• **TASK DESCRIPTION**:
A complete answer includes every line below with the word "filename".

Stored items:
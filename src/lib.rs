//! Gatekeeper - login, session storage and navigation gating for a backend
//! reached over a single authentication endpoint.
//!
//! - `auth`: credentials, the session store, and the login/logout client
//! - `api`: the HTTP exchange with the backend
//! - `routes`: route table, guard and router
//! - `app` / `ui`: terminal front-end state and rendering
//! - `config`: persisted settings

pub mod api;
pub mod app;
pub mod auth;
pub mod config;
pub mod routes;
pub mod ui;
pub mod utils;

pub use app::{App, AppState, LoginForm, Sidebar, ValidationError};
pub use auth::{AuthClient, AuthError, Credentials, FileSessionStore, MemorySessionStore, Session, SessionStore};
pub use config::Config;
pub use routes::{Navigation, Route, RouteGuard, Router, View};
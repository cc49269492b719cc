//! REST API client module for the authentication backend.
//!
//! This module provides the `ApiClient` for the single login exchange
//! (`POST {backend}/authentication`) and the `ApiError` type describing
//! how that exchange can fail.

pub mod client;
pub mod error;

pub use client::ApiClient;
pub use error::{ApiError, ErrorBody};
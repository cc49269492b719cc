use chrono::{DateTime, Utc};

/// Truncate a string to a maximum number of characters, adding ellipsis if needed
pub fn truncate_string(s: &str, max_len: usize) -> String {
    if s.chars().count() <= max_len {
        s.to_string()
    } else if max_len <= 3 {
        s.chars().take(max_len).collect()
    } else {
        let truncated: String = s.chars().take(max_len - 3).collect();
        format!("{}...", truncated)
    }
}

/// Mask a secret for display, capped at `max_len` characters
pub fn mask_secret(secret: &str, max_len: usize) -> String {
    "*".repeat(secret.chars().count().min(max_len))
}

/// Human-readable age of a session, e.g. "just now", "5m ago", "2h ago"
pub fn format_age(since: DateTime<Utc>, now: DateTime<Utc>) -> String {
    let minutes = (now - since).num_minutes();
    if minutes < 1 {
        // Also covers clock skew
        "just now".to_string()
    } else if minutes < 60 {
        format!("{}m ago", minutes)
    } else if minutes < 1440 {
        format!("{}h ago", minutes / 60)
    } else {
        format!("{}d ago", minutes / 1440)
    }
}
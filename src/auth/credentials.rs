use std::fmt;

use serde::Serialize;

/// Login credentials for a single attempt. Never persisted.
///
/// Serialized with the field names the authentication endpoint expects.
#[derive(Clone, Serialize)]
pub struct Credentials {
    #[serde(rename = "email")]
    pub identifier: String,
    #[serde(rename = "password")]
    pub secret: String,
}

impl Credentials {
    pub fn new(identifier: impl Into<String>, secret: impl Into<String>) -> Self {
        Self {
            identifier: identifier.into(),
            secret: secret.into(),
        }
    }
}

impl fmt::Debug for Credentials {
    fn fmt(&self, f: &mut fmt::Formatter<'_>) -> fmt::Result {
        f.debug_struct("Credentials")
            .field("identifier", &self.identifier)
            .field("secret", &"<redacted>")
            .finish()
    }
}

• **EXERCISE SOLUTION**:
filename src/lib.rs
filename src/auth/credentials.rs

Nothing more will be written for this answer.